Марьяна Торочешникова: А что сейчас в первую очередь должно предпринять государство, чтобы повлиять на эту ситуацию?
Антон Жаров: А что может сделать государство?
Марьяна Торочешникова: Повернуться лицом к людям.
Антон Жаров: Оно недвижимо. Государство вообще не умеет ничего делать, кроме выделения денег. Вот примут замечательный закон, предположим, о том, что этим семьям положена помощь в виде психологов и социальных работников. Переносимся из благополучной Москвы в Рязанскую область: будет там в деревне социальный работник ходить по домам, помогать топить печку и затыкать дыры? Нет, конечно. Это иллюзия. У нас нет на это ни бюджета, ничего. Мы можем только добавить выплаты или какие-то ставки. Здесь очень большая гуманитарная проблема. У нас министр просвещения (которого с божьей помощью убрали с этой позиции) называл приемных родителей "так называемыми". И отношение было такое: если вы взяли ребенка, открывайте ворота – мы идем к вам с проверкой. У нас государство не готово смотреть на семью как на нечто хрупкое, о чем нужно заботиться.
Мы очень утилитарно относимся к демографии: пусть рожают. Но ребенка же надо еще воспитать, и не в детском доме! А мы об этом не задумываемся. Хорошо, сейчас будет какой-то всплеск рождаемости. Наверное, найдется какое-то количество людей, которые готовы родить за деньги. Кстати, медведевский "материнский капитал", когда его добавили за второго ребенка, вызывал рост демографии лишь на 3%, причем только на один год. И я думаю, что сейчас мы получим что-то сравнимое.
Марьяна Торочешникова: Но там и сумма была немножко другая.
Антон Жаров: Так и инфляция была немножко другая! Там было 300 с чем-то тысяч – тоже вполне приличная сумма. Вы думаете, это зависит от суммы? Сколько нужно дать, чтобы женщина завтра пошла заниматься деторождением?
Марьяна Торочешникова: И обеспечением ребенка на ближайшие 18 лет: надо же поднять его на ноги, одеть, обуть, дать образование.
Антон Жаров: Кроме трескотни о том, что "у нас есть скрепы, мы заботимся о семье", мы ничего не видим от государства.
Марьяна Торочешникова: Довольно странные скрепы!
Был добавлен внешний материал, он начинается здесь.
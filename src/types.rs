/// Column header as it appears in the input table.
/// Examples: `text`, `target`, `source_url`
pub type ColumnName = String;
/// Position of a row in the table it was loaded from (stable across filtering).
/// Example: `0`, `17`, `501`
pub type RowId = usize;
/// Dense integer code assigned to a target label.
/// Example: `0` for `ham`, `1` for `spam`
pub type LabelCode = i64;
/// Component name attached to diagnostic events.
/// Examples: `textprep::normalize`, `textprep::preprocess`
pub type Component = &'static str;
/// Diagnostic message text.
/// Examples: `duplicates removed`, `transformed 500 rows...`
pub type LogMessage = String;
/// Normalized token string produced for one text cell.
/// Example: `free entri wkli comp`
pub type NormalizedText = String;
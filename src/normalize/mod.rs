//! Per-value text normalization: lowercase, tokenize, filter, stem, rejoin.

use std::any::Any;
use std::cell::Cell;
use std::panic::{self, AssertUnwindSafe};
use std::sync::Once;
use std::thread;

use tracing::Level;

use crate::constants::normalize::COMPONENT;
use crate::data::Value;
use crate::diagnostics::SharedDiagnostics;
use crate::errors::NormalizeError;
use crate::types::{NormalizedText, RowId};
use crate::utils::log_preview;

/// Stemmer factory seam.
pub mod stemmer;
/// English stopword set.
pub mod stopwords;
/// Word tokenizer.
pub mod tokenizer;

pub use stemmer::{EnglishStemmer, StemmerFactory, TokenStemmer};
pub use stopwords::{ENGLISH_STOPWORDS, StopwordSet};
pub use tokenizer::{is_alphanumeric_token, word_tokenize};

/// How a value was handled by the normalizer.
#[derive(Clone, Copy, Debug, PartialEq, Eq)]
pub enum NormalizeStatus {
    /// The value was text and went through every step.
    Normalized,
    /// The value was not text; the result is empty.
    NonText,
    /// A step failed; the result is empty.
    Failed,
}

/// Normalized text plus how it was produced.
#[derive(Clone, Debug, PartialEq, Eq)]
pub struct NormalizeOutcome {
    /// Space-joined stems; empty unless `status` is `Normalized`.
    pub text: NormalizedText,
    /// How the value was handled.
    pub status: NormalizeStatus,
}

impl NormalizeOutcome {
    fn empty(status: NormalizeStatus) -> Self {
        Self {
            text: NormalizedText::new(),
            status,
        }
    }
}

/// Turns raw cell values into space-joined stems.
///
/// Never fails: non-text values and failing values are logged and yield an
/// empty string. A stemmer is created per value from the factory `F`.
pub struct TextNormalizer<F = EnglishStemmer> {
    stemmer: F,
    stopwords: StopwordSet,
    diagnostics: SharedDiagnostics,
}

impl TextNormalizer<EnglishStemmer> {
    /// English stopwords and the Snowball English stemmer.
    pub fn new(diagnostics: SharedDiagnostics) -> Self {
        Self::with_stemmer(EnglishStemmer, diagnostics)
    }
}

impl<F: StemmerFactory> TextNormalizer<F> {
    /// English stopwords with a custom stemmer factory.
    pub fn with_stemmer(stemmer: F, diagnostics: SharedDiagnostics) -> Self {
        Self {
            stemmer,
            stopwords: StopwordSet::english(),
            diagnostics,
        }
    }

    /// Replace the stopword set.
    pub fn with_stopwords(mut self, stopwords: StopwordSet) -> Self {
        self.stopwords = stopwords;
        self
    }

    /// Stopwords in use.
    pub fn stopwords(&self) -> &StopwordSet {
        &self.stopwords
    }

    /// Normalize one value.
    pub fn normalize(&self, value: &Value) -> NormalizedText {
        self.normalize_value(None, value).text
    }

    /// Normalize the text cell of row `row`; diagnostics carry the row id.
    pub fn normalize_row(&self, row: RowId, value: &Value) -> NormalizeOutcome {
        self.normalize_value(Some(row), value)
    }

    fn normalize_value(&self, row: Option<RowId>, value: &Value) -> NormalizeOutcome {
        let location = row.map(|row| format!(" at row {row}")).unwrap_or_default();
        let Value::Text(text) = value else {
            self.diagnostics.record(
                Level::WARN,
                COMPONENT,
                &format!(
                    "skipping non-string{location}: {value} ({})",
                    value.kind().as_str()
                ),
            );
            return NormalizeOutcome::empty(NormalizeStatus::NonText);
        };

        let error = match quiet_catch_unwind(|| self.transform(text)) {
            Ok(Ok(normalized)) => {
                return NormalizeOutcome {
                    text: normalized,
                    status: NormalizeStatus::Normalized,
                };
            }
            Ok(Err(err)) => err,
            Err(payload) => NormalizeError::Panicked(panic_message(payload)),
        };
        self.diagnostics.record(
            Level::ERROR,
            COMPONENT,
            &format!(
                "transform_text failed{location} on input: {} | error: {error}",
                log_preview(text)
            ),
        );
        NormalizeOutcome::empty(NormalizeStatus::Failed)
    }

    fn transform(&self, text: &str) -> Result<NormalizedText, NormalizeError> {
        let stemmer = self.stemmer.create()?;
        let lowered = text.to_lowercase();
        let mut stems = Vec::new();
        for token in word_tokenize(&lowered) {
            if !is_alphanumeric_token(token) || self.stopwords.is_stop_token(token) {
                continue;
            }
            stems.push(stemmer.stem_token(token)?.into_owned());
        }
        Ok(stems.join(" "))
    }
}

thread_local! {
    static QUIET_PANICS: Cell<bool> = const { Cell::new(false) };
}

static QUIET_HOOK: Once = Once::new();

/// `catch_unwind` whose panics stay off stderr; they are reported through
/// diagnostics instead. Panics on other threads, or outside this call, still
/// reach the previously installed hook.
fn quiet_catch_unwind<R>(work: impl FnOnce() -> R) -> thread::Result<R> {
    QUIET_HOOK.call_once(|| {
        let previous = panic::take_hook();
        panic::set_hook(Box::new(move |info| {
            if !QUIET_PANICS.with(Cell::get) {
                previous(info);
            }
        }));
    });
    QUIET_PANICS.with(|quiet| quiet.set(true));
    let result = panic::catch_unwind(AssertUnwindSafe(work));
    QUIET_PANICS.with(|quiet| quiet.set(false));
    result
}

fn panic_message(payload: Box<dyn Any + Send>) -> String {
    if let Some(message) = payload.downcast_ref::<&str>() {
        (*message).to_string()
    } else if let Some(message) = payload.downcast_ref::<String>() {
        message.clone()
    } else {
        "non-string panic payload".to_string()
    }
}
//! Leveled diagnostic events, injected into the normalizer and preprocessor.

use std::sync::{Arc, Mutex, PoisonError};

use tracing::Level;

use crate::types::{Component, LogMessage};

/// Sink for leveled events emitted by a named component.
///
/// `WARN` and `ERROR` are operator-visible; `INFO`, `DEBUG`, and `TRACE` are
/// trace-only.
pub trait Diagnostics: Send + Sync {
    /// Record one event.
    fn record(&self, level: Level, component: Component, message: &str);
}

/// Shared handle passed to every component of a run.
pub type SharedDiagnostics = Arc<dyn Diagnostics>;

/// Forwards events to the installed `tracing` subscriber.
#[derive(Clone, Copy, Debug, Default)]
pub struct TracingDiagnostics;

impl TracingDiagnostics {
    /// Shared handle for a run.
    pub fn shared() -> SharedDiagnostics {
        Arc::new(Self)
    }
}

impl Diagnostics for TracingDiagnostics {
    fn record(&self, level: Level, component: Component, message: &str) {
        match level {
            Level::ERROR => tracing::error!(component, "{message}"),
            Level::WARN => tracing::warn!(component, "{message}"),
            Level::INFO => tracing::info!(component, "{message}"),
            Level::DEBUG => tracing::debug!(component, "{message}"),
            _ => tracing::trace!(component, "{message}"),
        }
    }
}

/// One captured diagnostic event.
#[derive(Clone, Debug, PartialEq, Eq)]
pub struct DiagnosticEvent {
    /// Severity.
    pub level: Level,
    /// Emitting component, e.g. `textprep::preprocess`.
    pub component: Component,
    /// Rendered message.
    pub message: LogMessage,
}

/// Keeps every event in memory; used to assert on diagnostics in tests.
#[derive(Debug, Default)]
pub struct MemoryDiagnostics {
    events: Mutex<Vec<DiagnosticEvent>>,
}

impl MemoryDiagnostics {
    /// Empty recorder.
    pub fn new() -> Self {
        Self::default()
    }

    /// Snapshot of events recorded so far.
    pub fn events(&self) -> Vec<DiagnosticEvent> {
        self.events
            .lock()
            .unwrap_or_else(PoisonError::into_inner)
            .clone()
    }

    /// Events recorded at exactly `level`.
    pub fn at_level(&self, level: Level) -> Vec<DiagnosticEvent> {
        self.events()
            .into_iter()
            .filter(|event| event.level == level)
            .collect()
    }

    /// True if an event at `level` contains `needle`.
    pub fn contains(&self, level: Level, needle: &str) -> bool {
        self.at_level(level)
            .iter()
            .any(|event| event.message.contains(needle))
    }
}

impl Diagnostics for MemoryDiagnostics {
    fn record(&self, level: Level, component: Component, message: &str) {
        self.events
            .lock()
            .unwrap_or_else(PoisonError::into_inner)
            .push(DiagnosticEvent {
                level,
                component,
                message: message.to_string(),
            });
    }
}
use std::error::Error;
use std::ffi::OsString;

use clap::{Parser, error::ErrorKind};

use crate::config::PipelineConfig;
use crate::constants::preprocess::{DEFAULT_TARGET_COLUMN, DEFAULT_TEXT_COLUMN};
use crate::diagnostics::TracingDiagnostics;
use crate::logging::init_logging;
use crate::pipeline::{DatasetReport, PipelineReport, run_pipeline};

#[derive(Debug, Parser)]
#[command(
    name = "textprep",
    disable_help_subcommand = true,
    about = "Encode labels, drop duplicates, and normalize text for train/test CSVs",
    long_about = "Read data/raw/train.csv and data/raw/test.csv, encode the target column, drop duplicate rows, normalize and stem the text column, and write data/interim/train_processed.csv and data/interim/test_processed.csv.",
    after_help = "Console output shows INFO and above; logs/data_preprocessing.log also records DEBUG progress."
)]
struct PreprocessCli {
    #[arg(
        long = "text-column",
        value_name = "NAME",
        default_value = DEFAULT_TEXT_COLUMN,
        help = "Column holding the raw text"
    )]
    text_column: String,
    #[arg(
        long = "target-column",
        value_name = "NAME",
        default_value = DEFAULT_TARGET_COLUMN,
        help = "Column holding the categorical label"
    )]
    target_column: String,
}

/// Run the train/test pipeline with the default on-disk layout.
pub fn run_preprocess<I>(args_iter: I) -> Result<(), Box<dyn Error>>
where
    I: Iterator<Item = String>,
{
    run_preprocess_with(args_iter, PipelineConfig::default())
}

/// Run the train/test pipeline with `base` locations; the CLI only overrides
/// the column names.
pub fn run_preprocess_with<I>(args_iter: I, base: PipelineConfig) -> Result<(), Box<dyn Error>>
where
    I: Iterator<Item = String>,
{
    let Some(cli) =
        parse_cli::<PreprocessCli, _>(std::iter::once("textprep".to_string()).chain(args_iter))?
    else {
        return Ok(());
    };

    init_logging(&base)?;

    let mut config = base;
    config.preprocess.text_column = cli.text_column;
    config.preprocess.target_column = cli.target_column;

    let report = run_pipeline(&config, TracingDiagnostics::shared())?;
    print_report(&report);
    Ok(())
}

fn parse_cli<T, I>(args: I) -> Result<Option<T>, Box<dyn Error>>
where
    T: Parser,
    I: IntoIterator,
    I::Item: Into<OsString> + Clone,
{
    match T::try_parse_from(args) {
        Ok(cli) => Ok(Some(cli)),
        Err(err) => match err.kind() {
            ErrorKind::DisplayHelp | ErrorKind::DisplayVersion => {
                err.print()?;
                Ok(None)
            }
            _ => Err(err.into()),
        },
    }
}

fn print_report(report: &PipelineReport) {
    println!("=== preprocessing complete ===");
    println!("label scope: {:?}", report.label_scope);
    print_dataset(&report.train);
    print_dataset(&report.test);
}

fn print_dataset(dataset: &DatasetReport) {
    let summary = &dataset.summary;
    println!(
        "{}: {} -> {} rows ({} duplicates, {} empty texts, {} failed) -> {}",
        dataset.split.as_str(),
        summary.input_rows,
        summary.output_rows,
        summary.duplicates_dropped,
        summary.empty_texts,
        summary.failed_rows,
        dataset.output_path.display()
    );
    if let Some(skew) = &summary.label_skew {
        for share in &skew.per_label {
            println!(
                "  label {}: {} rows ({:.1}%)",
                share.code,
                share.count,
                share.share * 100.0
            );
        }
    }
}
// Copyright 2025 webglobe-dns authors
// This program is free software: you can redistribute it and/or modify
// it under the terms of the GNU General Public License as published by
// the Free Software Foundation, either version 3 of the License, or
// (at your option) any later version.
//
// This program is distributed in the hope that it will be useful,
// but WITHOUT ANY WARRANTY; without even the implied warranty of
// MERCHANTABILITY or FITNESS FOR A PARTICULAR PURPOSE.  See the
// GNU General Public License for more details.
//
// You should have received a copy of the GNU General Public License
// along with this program.  If not, see <http://www.gnu.org/licenses/>.

use reqwest::header::HeaderMap;
use reqwest::{Client, Method, StatusCode};
use serde_json::Value;

use crate::error::Result;

/// A single API response: HTTP status plus the parsed JSON body.
///
/// The provider signals failure through a non-200 status with an `error`
/// object in the body, so callers need both halves.
#[derive(Debug, Clone)]
pub struct ApiResponse {
    pub status: StatusCode,
    pub body: Value,
}

impl ApiResponse {
    pub fn new(status: StatusCode, body: Value) -> Self {
        Self { status, body }
    }
}

/// HTTP backend used by [`Session`](crate::Session).
///
/// The default backend wraps `reqwest`; tests substitute a scripted
/// implementation to exercise the client without a network.
pub trait HttpClient: Send + Sync {
    fn request(
        &self,
        method: Method,
        url: String,
        headers: HeaderMap,
        body: Option<String>,
    ) -> impl Future<Output = Result<ApiResponse>> + Send;
}

/// Default `reqwest`-backed HTTP client.
pub struct DefaultHttpClient {
    inner: Client,
}

impl DefaultHttpClient {
    pub fn new() -> Self {
        Self {
            inner: Client::new(),
        }
    }
}

impl Default for DefaultHttpClient {
    fn default() -> Self {
        Self::new()
    }
}

impl HttpClient for DefaultHttpClient {
    async fn request(
        &self,
        method: Method,
        url: String,
        headers: HeaderMap,
        body: Option<String>,
    ) -> Result<ApiResponse> {
        tracing::debug!(%method, %url, "webglobe api request");

        let mut req = self.inner.request(method, url).headers(headers);
        if let Some(body) = body {
            req = req.body(body);
        }
        let response = req.send().await?;
        let status = response.status();
        let text = response.text().await?;

        // Deletes may come back with an empty body.
        let json_value = if text.trim().is_empty() {
            Value::Null
        } else {
            serde_json::from_str(&text)?
        };

        Ok(ApiResponse::new(status, json_value))
    }
}

/// Reads an integer that the provider may send as a JSON number or as a
/// numeric string.
pub(crate) fn lenient_u64(value: Option<&Value>) -> Option<u64> {
    let value = value?;
    value
        .as_u64()
        .or_else(|| value.as_str().and_then(|s| s.parse().ok()))
}
// Copyright 2025 webglobe-dns authors
// This program is free software: you can redistribute it and/or modify
// it under the terms of the GNU General Public License as published by
// the Free Software Foundation, either version 3 of the License, or
// (at your option) any later version.
//
// This program is distributed in the hope that it will be useful,
// but WITHOUT ANY WARRANTY; without even the implied warranty of
// MERCHANTABILITY or FITNESS FOR A PARTICULAR PURPOSE.  See the
// GNU General Public License for more details.
//
// You should have received a copy of the GNU General Public License
// along with this program.  If not, see <http://www.gnu.org/licenses/>.

use thiserror::Error;

/// Result type alias for all SDK operations.
pub type Result<T> = std::result::Result<T, Error>;

/// Provider error code signalling an attempt to create a record that
/// already exists.
pub const DUPLICATE_RECORD_CODE: i64 = 937;

/// Error type for the Webglobe DNS client.
#[derive(Error, Debug)]
pub enum Error {
    /// Login was rejected (non-200 from the auth endpoint).
    #[error("authentication failed ({code}): {message}")]
    Authentication { code: i64, message: String },

    /// The API returned a non-200 response with an error object.
    #[error("API error ({code}): {message}")]
    Api { code: i64, message: String },

    /// The API rejected a record create as a duplicate (code 937).
    #[error("duplicate record ({code}): {message}")]
    DuplicateRecord { code: i64, message: String },

    /// A field assignment or pre-submission check violated a record
    /// invariant. Raised before any network call.
    #[error("validation error: {0}")]
    Validation(String),

    /// An operation was called on an object in the wrong state, e.g.
    /// deleting an unsaved record.
    #[error("precondition failed: {0}")]
    Precondition(String),

    /// A single-item lookup matched zero or more than one item.
    #[error("lookup matched {matched} items, expected exactly one")]
    AmbiguousLookup { matched: usize },

    /// Filter or sort criteria named a field outside the item's field set.
    #[error("unknown filter field: {0}")]
    UnknownField(String),

    /// The response body did not have the documented shape.
    #[error("unexpected response: {0}")]
    UnexpectedResponse(String),

    /// Low-level HTTP failure.
    #[error("transport error: {0}")]
    Transport(#[from] reqwest::Error),

    /// JSON (de)serialization failure.
    #[error("JSON error: {0}")]
    Json(#[from] serde_json::Error),

    /// A header value could not be constructed.
    #[error("invalid header value: {0}")]
    Header(#[from] reqwest::header::InvalidHeaderValue),
}

impl Error {
    /// Create a validation error.
    pub fn validation(msg: impl Into<String>) -> Self {
        Self::Validation(msg.into())
    }

    /// Create a precondition error.
    pub fn precondition(msg: impl Into<String>) -> Self {
        Self::Precondition(msg.into())
    }

    /// Create an unexpected-response error.
    pub fn unexpected(msg: impl Into<String>) -> Self {
        Self::UnexpectedResponse(msg.into())
    }

    /// Map a provider error object to the matching variant.
    pub fn from_api_code(code: i64, message: String) -> Self {
        if code == DUPLICATE_RECORD_CODE {
            Self::DuplicateRecord { code, message }
        } else {
            Self::Api { code, message }
        }
    }
}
С одной стороны, ничего не делается для того, чтобы дать выйти из сложной жизненной ситуации нормальным семьям, которые неблагополучны только в части финансов. С другой стороны, надо изо всех сил сохранять семьи, где один бьет другого и происходят бесконечные скандалы.
Антон Жаров: На самом деле иногда имеет смысл сохранять даже такую семью, где мама с папой дерутся, если делать это ради ребенка.
Александра Марова: Я тоже за кровную семью, но не считаю, что любые средства хороши, чтобы удерживать вместе таких родителей. Я знаю, куда это часто выплескивается и к каким последствиям приводит без соответствующего законодательства, за которое сейчас бьются наши коллеги. Современные технологии позволяют оценить безопасность в семье и риск жестокого обращения с ребенком.
Антон Жаров: Страшно оценивать семью с термометром или с линейкой: опасна она или нет. Развернитесь в другую сторону! У нас нет законодательства, в котором записана обязанность хоть кому-нибудь помогать, но есть обязанность надзора, контроля, чего угодно. А нужно просто помогать! Спросите: что вам нужно? Побыть рядом, что-то сделать? Такие технологии тоже существуют, но для того, чтобы они были у нас, нужно поменять саму концепцию.